Data records below:
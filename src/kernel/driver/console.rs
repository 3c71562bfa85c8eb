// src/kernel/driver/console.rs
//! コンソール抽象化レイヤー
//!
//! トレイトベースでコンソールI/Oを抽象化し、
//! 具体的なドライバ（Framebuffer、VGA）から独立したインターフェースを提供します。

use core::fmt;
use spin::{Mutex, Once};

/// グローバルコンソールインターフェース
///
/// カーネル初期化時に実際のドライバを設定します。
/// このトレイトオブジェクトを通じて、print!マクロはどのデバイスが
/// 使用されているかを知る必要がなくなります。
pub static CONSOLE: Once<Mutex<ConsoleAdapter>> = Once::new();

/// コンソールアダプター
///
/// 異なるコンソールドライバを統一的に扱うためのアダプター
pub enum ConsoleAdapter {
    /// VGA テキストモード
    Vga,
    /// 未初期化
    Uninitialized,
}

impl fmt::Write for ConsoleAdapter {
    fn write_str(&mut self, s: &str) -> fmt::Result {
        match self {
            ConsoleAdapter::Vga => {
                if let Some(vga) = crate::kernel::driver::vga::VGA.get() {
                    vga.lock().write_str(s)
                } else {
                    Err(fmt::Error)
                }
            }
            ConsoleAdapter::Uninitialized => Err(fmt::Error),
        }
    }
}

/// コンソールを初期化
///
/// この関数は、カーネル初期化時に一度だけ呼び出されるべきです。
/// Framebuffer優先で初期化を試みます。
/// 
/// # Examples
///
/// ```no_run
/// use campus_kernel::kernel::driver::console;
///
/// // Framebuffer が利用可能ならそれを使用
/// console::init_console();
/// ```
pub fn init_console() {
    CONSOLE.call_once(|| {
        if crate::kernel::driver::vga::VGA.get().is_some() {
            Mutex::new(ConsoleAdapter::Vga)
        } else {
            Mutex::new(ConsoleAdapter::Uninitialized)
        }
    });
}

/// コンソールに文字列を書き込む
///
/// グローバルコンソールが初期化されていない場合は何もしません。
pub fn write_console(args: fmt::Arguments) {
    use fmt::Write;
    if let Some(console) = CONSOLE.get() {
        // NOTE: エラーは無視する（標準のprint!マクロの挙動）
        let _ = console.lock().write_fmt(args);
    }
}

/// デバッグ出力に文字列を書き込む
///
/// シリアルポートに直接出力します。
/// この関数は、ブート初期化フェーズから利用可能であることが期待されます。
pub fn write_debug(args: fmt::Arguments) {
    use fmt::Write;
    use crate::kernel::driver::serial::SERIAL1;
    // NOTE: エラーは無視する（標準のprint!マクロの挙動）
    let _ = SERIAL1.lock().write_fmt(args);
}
End of Data records.
- [Problem details]
Starting at the line in the records above that contains "if let Some(console)", output every line up to and including the last one, with nothing added.

- [Solved problem]
    if let Some(console) = CONSOLE.get() {
        // NOTE: エラーは無視する（標準のprint!マクロの挙動）
        let _ = console.lock().write_fmt(args);
    }
}

/// デバッグ出力に文字列を書き込む
///
/// シリアルポートに直接出力します。
/// この関数は、ブート初期化フェーズから利用可能であることが期待されます。
pub fn write_debug(args: fmt::Arguments) {
    use fmt::Write;
    use crate::kernel::driver::serial::SERIAL1;
    // NOTE: エラーは無視する（標準のprint!マクロの挙動）
    let _ = SERIAL1.lock().write_fmt(args);
}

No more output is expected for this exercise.